ファントムの攻撃は、避けたりかわしたり、大半はルイーシュが処理してくれた。

最初は気づかれなかったが、さすがに相手は『禁忌の黒魔導書』。

やがて、ルイーシュの魔法が何であるかに気づいた。

「…貴様、その魔法…。空間魔法だな?」

「え、違いますよ?」

「いや、当たりじゃん…」

図星突かれたのにしらばっくれるとかお前。

そこは潔く認めろよ。

そう。ルイーシュの魔法は、空間魔法。

何じゃそりゃ、と思われるかもしれないが…これが実は、非常に高度な魔法なのである。

空間魔法は、時魔法の次に難しいと言われている魔法。

使うには術者を選ぶし、並の魔導師ではろくに扱えない。

ルイーシュが得意とするのは、そんな空間魔法であった。

ルイーシュの空間魔法の実力は、ルーデュニア聖王国でも随一だ。

あの学院長ですら、「空間魔法だけはルイーシュ君に敵わない」と言うほど。

こんなやる気のなさそうな、気の抜けた男ではあるが。

これで、実力だけは桁外れなのだ。

さっきから、ファントムの攻撃が「消されて」いるのも、ルイーシュの空間魔法によるものだ。

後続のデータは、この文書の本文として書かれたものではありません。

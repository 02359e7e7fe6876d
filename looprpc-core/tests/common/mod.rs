#![allow(dead_code)]

use std::io::Write;
use std::sync::Arc;
use std::time::Duration;

use looprpc_core::{
    compile_proto_files, ChannelHandle, ClientHandle, ClientOptions, DialOptions, MessageValue,
    ModuleOptions, Promise, RpcError, RpcModule, ScriptLoop, ServerBuilder, ServerHandle,
    StreamItem, StreamReader,
};
use prost_reflect::{DescriptorPool, Value};

/// Schema used by all integration tests: one service covering the four call
/// shapes, split across two files so reflection has a dependency to chase.
const COMMON_PROTO: &str = r#"syntax = "proto3";
package echo.v1;

message Payload {
  string data = 1;
}
"#;

const ECHO_PROTO: &str = r#"syntax = "proto3";
package echo.v1;

import "common.proto";

message EchoRequest {
  string message = 1;
  Payload payload = 2;
}

message EchoResponse {
  string message = 1;
}

service EchoService {
  rpc Echo(EchoRequest) returns (EchoResponse);
  rpc Expand(EchoRequest) returns (stream EchoResponse);
  rpc Collect(stream EchoRequest) returns (EchoResponse);
  rpc Chat(stream EchoRequest) returns (stream EchoResponse);
}
"#;

pub fn test_pool() -> DescriptorPool {
    let dir = tempfile::tempdir().expect("tempdir");
    let common = dir.path().join("common.proto");
    let echo = dir.path().join("echo.proto");
    std::fs::File::create(&common)
        .and_then(|mut f| f.write_all(COMMON_PROTO.as_bytes()))
        .expect("write common.proto");
    std::fs::File::create(&echo)
        .and_then(|mut f| f.write_all(ECHO_PROTO.as_bytes()))
        .expect("write echo.proto");
    compile_proto_files(&[echo], &[dir.path().to_path_buf()]).expect("compile test protos")
}

/// A served bridge plus a second module dialed back at it, sharing one loop.
pub struct Harness {
    pub pool: DescriptorPool,
    pub channel: ChannelHandle,
    pub server: ServerHandle,
    pub client_module: RpcModule,
    pub server_module: RpcModule,
    pub looper: ScriptLoop,
    pub runtime: tokio::runtime::Runtime,
}

impl Harness {
    pub fn start(configure: impl FnOnce(&mut ServerBuilder, &DescriptorPool)) -> Harness {
        Harness::start_with_reflection(false, configure)
    }

    pub fn start_with_reflection(
        reflection: bool,
        configure: impl FnOnce(&mut ServerBuilder, &DescriptorPool),
    ) -> Harness {
        let runtime = tokio::runtime::Builder::new_multi_thread()
            .worker_threads(2)
            .enable_all()
            .build()
            .expect("runtime");
        let looper = ScriptLoop::start().expect("loop");
        let pool = test_pool();

        let (server_module, server, channel, client_module) = {
            // Channel construction needs the runtime context.
            let _guard = runtime.enter();

            // The serving module never dials out; its mandatory default
            // channel is a lazy placeholder.
            let server_module = RpcModule::new(ModuleOptions {
                channel: Some(
                    tonic::transport::Channel::from_static("http://127.0.0.1:1").connect_lazy(),
                ),
                pool: Some(pool.clone()),
                event_loop: Some(Arc::new(looper.handle())),
                runtime: Some(runtime.handle().clone()),
            })
            .expect("server module");
            if reflection {
                server_module.enable_reflection();
            }

            let mut builder = server_module.create_server();
            configure(&mut builder, &pool);
            let server = builder.start("127.0.0.1:0").expect("server start");

            let channel = server_module
                .dial(
                    &server.target(),
                    &DialOptions {
                        insecure: true,
                        ..Default::default()
                    },
                )
                .expect("dial");
            let client_module = RpcModule::new(ModuleOptions {
                channel: Some(channel.channel().expect("channel")),
                pool: Some(pool.clone()),
                event_loop: Some(Arc::new(looper.handle())),
                runtime: Some(runtime.handle().clone()),
            })
            .expect("client module");
            (server_module, server, channel, client_module)
        };

        Harness {
            pool,
            channel,
            server,
            client_module,
            server_module,
            looper,
            runtime,
        }
    }

    pub fn client(&self) -> ClientHandle {
        self.client_module
            .create_client("echo.v1.EchoService", ClientOptions::default())
            .expect("client")
    }

    pub fn client_with(&self, opts: ClientOptions) -> ClientHandle {
        self.client_module
            .create_client("echo.v1.EchoService", opts)
            .expect("client")
    }

    pub fn request(&self, message: &str) -> MessageValue {
        let desc = self
            .pool
            .get_message_by_name("echo.v1.EchoRequest")
            .expect("request descriptor");
        let msg = MessageValue::new(desc);
        msg.set("message", Value::String(message.into())).unwrap();
        msg
    }

    pub fn response(&self, message: &str) -> MessageValue {
        let desc = self
            .pool
            .get_message_by_name("echo.v1.EchoResponse")
            .expect("response descriptor");
        let msg = MessageValue::new(desc);
        msg.set("message", Value::String(message.into())).unwrap();
        msg
    }

    pub fn payload(&self, data: &str) -> MessageValue {
        let desc = self
            .pool
            .get_message_by_name("echo.v1.Payload")
            .expect("payload descriptor");
        let msg = MessageValue::new(desc);
        msg.set("data", Value::String(data.into())).unwrap();
        msg
    }
}

/// Build an `echo.v1.EchoResponse` from any pool holding the test schema;
/// handlers capture a pool clone and use this.
pub fn response_msg(pool: &DescriptorPool, text: &str) -> MessageValue {
    let desc = pool
        .get_message_by_name("echo.v1.EchoResponse")
        .expect("response descriptor");
    let msg = MessageValue::new(desc);
    msg.set("message", Value::String(text.into())).unwrap();
    msg
}

pub const WAIT: Duration = Duration::from_secs(10);

pub fn wait_ok<T: Clone + Send + 'static>(promise: &Promise<T>) -> T {
    promise
        .wait(WAIT)
        .expect("promise settled in time")
        .expect("promise resolved")
}

pub fn wait_err<T: Clone + Send + 'static + std::fmt::Debug>(promise: &Promise<T>) -> RpcError {
    promise
        .wait(WAIT)
        .expect("promise settled in time")
        .expect_err("promise rejected")
}

/// Drain a stream reader until the done marker, collecting `message` fields.
pub fn recv_all(reader: &StreamReader) -> Vec<String> {
    let mut out = Vec::new();
    loop {
        let item: StreamItem = wait_ok(&reader.recv());
        if item.done {
            return out;
        }
        let value = item.value.expect("non-done item carries a message");
        out.push(value.get_string("message").unwrap_or_default());
    }
}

ルイーシュは、俺とファントムの間に亜空間を作り出し、そこにファントムの攻撃を転送しているのである。

言うは易しだが、いざそれをやれと言われると、まず無理だ。

少なくとも、普通の魔導師では無理。

シュニィくらいのレベルになって、ようやくその真似事が出来るくらい。

いかに難しいか、分かるだろう?

ただ亜空間を作り出すだけなら、出来ないことはないけれど。

自由自在に、好きなところに好きなときに好きな大きさの空間をぽっと作り出して、ぽっと消して、またぽっと出して、なんて…そんな変態じみた魔法が使えるのは、ルイーシュくらいだ。

「まぁ良いや。ネタが割れたとして、あなたに何が出来るんです?」

「…簡単だ。貴様を…先に殺せば良い」

「わーこわーい。キュレムさん守ってください」

「ったく…。守ってやるからちょっと下がってな!」

俺は、一瞬だけルイーシュに目配せした。

『禁忌の黒魔導書』を倒すには…アレをやるしかない。

俺の意図が通じたのか、ルイーシュは「めんどくさっ」みたいな顔をしたが。

それくらいやらなきゃファントムは倒せないと観念したのか、やれやれ、という風に溜め息をついた。

よし、宜しく。

俺だって疲れるんだから我慢しろ。